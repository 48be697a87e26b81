use std::path::Path;

use thiserror::Error;

use crate::geom::Vec2;

use super::{Actor, ModelId};

#[derive(Debug, Error)]
pub enum DisplayError {
    #[error("failed to present frame: {0}")]
    Present(#[source] pixels::Error),
    #[error("failed to resize surface to {width}x{height}: {source}")]
    Resize {
        width: u32,
        height: u32,
        #[source]
        source: pixels::TextureError,
    },
}

/// Frame sink driven by the stage: actors and text are queued between
/// `begin_draw` and `end_draw`, then presented in one go.
pub trait Display {
    fn begin_draw(&mut self);
    fn draw_actor(&mut self, actor: &Actor);
    fn draw_text(&mut self, cell: Vec2, text: &str);
    fn end_draw(&mut self) -> Result<(), DisplayError>;
    fn set_camera(&mut self, pos: Vec2);
    fn set_ambient_light(&mut self, amount: f32);
    fn set_caption(&mut self, caption: &str);
    fn set_fullscreen(&mut self, fullscreen: bool);
    fn load_model(&mut self, model: ModelId, path: &Path, tileset: bool);
    /// Copies the last presented frame as tightly packed RGBA rows.
    fn read_pixels(&self, out: &mut Vec<u8>);
    fn resize(&mut self, width: u32, height: u32) -> Result<(), DisplayError>;
}
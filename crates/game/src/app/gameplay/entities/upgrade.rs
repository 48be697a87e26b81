use engine::{Actor, Body, Size2};

use super::super::entity::{
    Entity, EntityCore, GameContext, Physics, GROUP_BONUS, GROUP_SOLID_PLAYER,
};
use super::super::factory::{EntityConfig, EntityError};
use super::super::hero::{
    UPGRADE_BALL, UPGRADE_CLIMB, UPGRADE_DASH, UPGRADE_DOUBLE_JUMP, UPGRADE_SLIDE,
};
use super::super::resources::{Model, Sound};
use super::super::util::cycle;

/// Grants one upgrade bit, once per game.
pub(crate) struct Upgrade {
    core: EntityCore,
    upgrade: i32,
    time: i32,
}

impl Upgrade {
    pub(crate) fn from_config(config: &EntityConfig) -> Result<Self, EntityError> {
        let upgrade = config.get_int("upgrade", UPGRADE_DOUBLE_JUMP)?;
        if upgrade_name(upgrade).is_none() {
            return Err(EntityError::InvalidConfigValue {
                key: "upgrade".to_string(),
                value: upgrade.to_string(),
            });
        }
        Ok(Self {
            core: EntityCore::new(Body {
                size: Size2::square(1.0),
                group: GROUP_BONUS,
                mask: GROUP_SOLID_PLAYER,
                solid: false,
                ..Body::default()
            }),
            upgrade,
            time: 0,
        })
    }
}

fn upgrade_name(upgrade: i32) -> Option<&'static str> {
    match upgrade {
        UPGRADE_DOUBLE_JUMP => Some("double jump"),
        UPGRADE_CLIMB => Some("climb"),
        UPGRADE_DASH => Some("dash"),
        UPGRADE_BALL => Some("ball"),
        UPGRADE_SLIDE => Some("slide"),
        _ => None,
    }
}

impl Entity for Upgrade {
    fn core(&self) -> &EntityCore {
        &self.core
    }

    fn core_mut(&mut self) -> &mut EntityCore {
        &mut self.core
    }

    fn kind(&self) -> &'static str {
        "upgrade"
    }

    fn enter(&mut self, game: &mut GameContext<'_>) {
        if self.core.id.var().is_some_and(|var| game.variable(var).get() != 0) {
            self.core.dead = true;
        }
    }

    fn tick(&mut self, _game: &mut GameContext<'_>, _physics: &dyn Physics) {
        self.time += 1;
    }

    fn add_actors(&self, actors: &mut Vec<Actor>) {
        let mut actor = Actor::new(Model::Bonus.id(), self.core.body.pos, self.core.body.size);
        actor.ratio = cycle(self.time, 40);
        actors.push(actor);
    }

    fn on_collision(&mut self, other: &mut dyn Entity, game: &mut GameContext<'_>) {
        if self.core.dead {
            return;
        }
        let Some(player) = other.as_player() else {
            return;
        };
        player.add_upgrade(self.upgrade, game);
        game.play_sound(Sound::Bonus);
        if let Some(name) = upgrade_name(self.upgrade) {
            game.text_box(&format!("upgrade: {name}"));
        }
        if let Some(var) = self.core.id.var() {
            game.variable(var).set(1);
        }
        self.core.dead = true;
    }
}

#[cfg(test)]
mod tests {
    use super::*;

    #[test]
    fn unknown_upgrade_bit_is_rejected() {
        let result = Upgrade::from_config(&EntityConfig::default().with("upgrade", 3));
        assert!(matches!(result, Err(EntityError::InvalidConfigValue { .. })));
    }

    #[test]
    fn default_upgrade_is_double_jump() {
        let upgrade = Upgrade::from_config(&EntityConfig::default()).expect("upgrade");
        assert_eq!(upgrade.upgrade, UPGRADE_DOUBLE_JUMP);
    }
}
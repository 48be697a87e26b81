use engine::{Control, Scene, SceneError, SceneTransition, Vec2, View};
use tracing::info;

use super::super::resources::{Model, Sound};
use super::super::util::decrement;
use super::super::GameSetup;
use super::{fullscreen_picture, PlayingScene};

const FADE_TIME: i32 = 200;
const TITLE_MUSIC: i32 = 0;

/// Title screen. Any activation button starts a fade-out into the game.
pub(crate) struct SplashScene {
    setup: GameSetup,
    activated: bool,
    delay: i32,
}

impl SplashScene {
    pub(crate) fn new(setup: GameSetup) -> Self {
        Self {
            setup,
            activated: false,
            delay: FADE_TIME,
        }
    }
}

impl Scene for SplashScene {
    fn name(&self) -> &'static str {
        "splash"
    }

    fn tick(
        &mut self,
        control: &Control,
        view: &mut dyn View,
    ) -> Result<SceneTransition, SceneError> {
        let mut faded_out = false;

        if !self.activated {
            view.play_music(TITLE_MUSIC);
            self.delay = FADE_TIME;

            if control.any_activation() {
                view.stop_music();
                view.play_sound(Sound::Pause.id());
                self.activated = true;
                info!(fade_ticks = FADE_TIME, "splash_activated");
            }
        } else {
            faded_out = decrement(&mut self.delay);
        }

        view.set_camera_pos(Vec2::ZERO);
        view.set_ambient_light(self.delay as f32 / FADE_TIME as f32 - 1.0);

        if faded_out {
            let level = self.setup.start_level;
            return Ok(SceneTransition::Switch(Box::new(PlayingScene::new(
                &self.setup,
                level,
            ))));
        }
        Ok(SceneTransition::Continue)
    }

    fn draw(&self, view: &mut dyn View) {
        view.send_actor(fullscreen_picture(Model::Splash));
    }
}
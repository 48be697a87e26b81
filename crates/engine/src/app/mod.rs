mod audio;
mod display;
mod input;
mod loop_runner;
mod metrics;
mod rendering;
mod scene;
mod stage;
mod view;

pub use audio::{Audio, MusicDeck, SilentAudio, VoiceId, MUSIC_SOUND_SLOT};
pub use display::{Display, DisplayError};
pub use input::{Control, EdgeTrigger, MetaAction};
pub use loop_runner::{run_app, AppError, LoopConfig};
pub use metrics::LoopMetricsSnapshot;
pub use rendering::{world_to_screen, Renderer, Viewport, PIXELS_PER_WORLD};
pub use scene::{Scene, SceneError, SceneFactory, SceneMachine, SceneTransition};
pub use stage::{FrameClock, Stage, StageError};
pub use view::{Actor, ModelId, MusicId, Resource, ResourceKind, SoundId, View};
use engine::{Actor, Body, CollisionGroup, Size2, Vec2};

use super::super::entity::{Entity, EntityCore, GameContext, GROUP_PLAYER};
use super::super::events::GameEvent;
use super::super::factory::{EntityConfig, EntityError};

/// Invisible room exit. `dx`/`dy` map this room's coordinates onto the
/// target room's.
pub(crate) struct Boundary {
    core: EntityCore,
    target_level: usize,
    transform: Vec2,
}

impl Boundary {
    pub(crate) fn from_config(config: &EntityConfig) -> Result<Self, EntityError> {
        let raw_level = config.get_int("target_level", 0)?;
        let target_level =
            usize::try_from(raw_level).map_err(|_| EntityError::InvalidConfigValue {
                key: "target_level".to_string(),
                value: raw_level.to_string(),
            })?;
        let transform = Vec2::new(config.get_float("dx", 0.0)?, config.get_float("dy", 0.0)?);
        let size = Size2::new(
            config.get_float("width", 1.0)?,
            config.get_float("height", 1.0)?,
        );
        Ok(Self {
            core: EntityCore::new(Body {
                size,
                group: CollisionGroup::NONE,
                mask: GROUP_PLAYER,
                solid: false,
                ..Body::default()
            }),
            target_level,
            transform,
        })
    }
}

impl Entity for Boundary {
    fn core(&self) -> &EntityCore {
        &self.core
    }

    fn core_mut(&mut self) -> &mut EntityCore {
        &mut self.core
    }

    fn kind(&self) -> &'static str {
        "boundary"
    }

    fn add_actors(&self, _actors: &mut Vec<Actor>) {}

    fn on_collision(&mut self, other: &mut dyn Entity, game: &mut GameContext<'_>) {
        if other.as_player().is_some() {
            game.post_event(GameEvent::LevelBoundaryTouched {
                transform: self.transform,
                target_level: self.target_level,
            });
        }
    }
}

#[cfg(test)]
mod tests {
    use super::*;

    #[test]
    fn reads_target_and_transform() {
        let config = EntityConfig::default()
            .with("target_level", 3)
            .with("dx", -29)
            .with("height", 4);
        let boundary = Boundary::from_config(&config).expect("boundary");
        assert_eq!(boundary.target_level, 3);
        assert_eq!(boundary.transform, Vec2::new(-29.0, 0.0));
        assert_eq!(boundary.body().size, Size2::new(1.0, 4.0));
    }

    #[test]
    fn negative_target_is_rejected() {
        let config = EntityConfig::default().with("target_level", -1);
        assert!(matches!(
            Boundary::from_config(&config),
            Err(EntityError::InvalidConfigValue { .. })
        ));
    }
}
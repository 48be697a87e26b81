use std::process::ExitCode;

use engine::run_app;
use tracing::{error, info};

use super::bootstrap::AppWiring;

pub(crate) fn run(app: AppWiring) -> ExitCode {
    if let Err(err) = run_app(app.config, &app.paths, app.factory) {
        error!(error = %err, "game_aborted");
        return ExitCode::FAILURE;
    }

    info!("shutdown_complete");
    ExitCode::SUCCESS
}
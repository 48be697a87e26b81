use thiserror::Error;

use super::factory::EntityError;

#[derive(Debug, Error)]
pub(crate) enum GameError {
    #[error("no such level: {level} (quest has {room_count} rooms)")]
    NoSuchLevel { level: usize, room_count: usize },
    #[error(transparent)]
    Entity(#[from] EntityError),
    #[error("entity kind '{kind}' does not implement the player capability")]
    NotAPlayer { kind: &'static str },
}
mod renderer;
mod text;
mod transform;

pub use renderer::Renderer;
pub use transform::{world_to_screen, Viewport, PIXELS_PER_WORLD};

=== Exercise requirements ===
Pull out all lines of the data with the string "enum".

=== Solution below ===
pub enum DisplayError {
pub(crate) enum GameError {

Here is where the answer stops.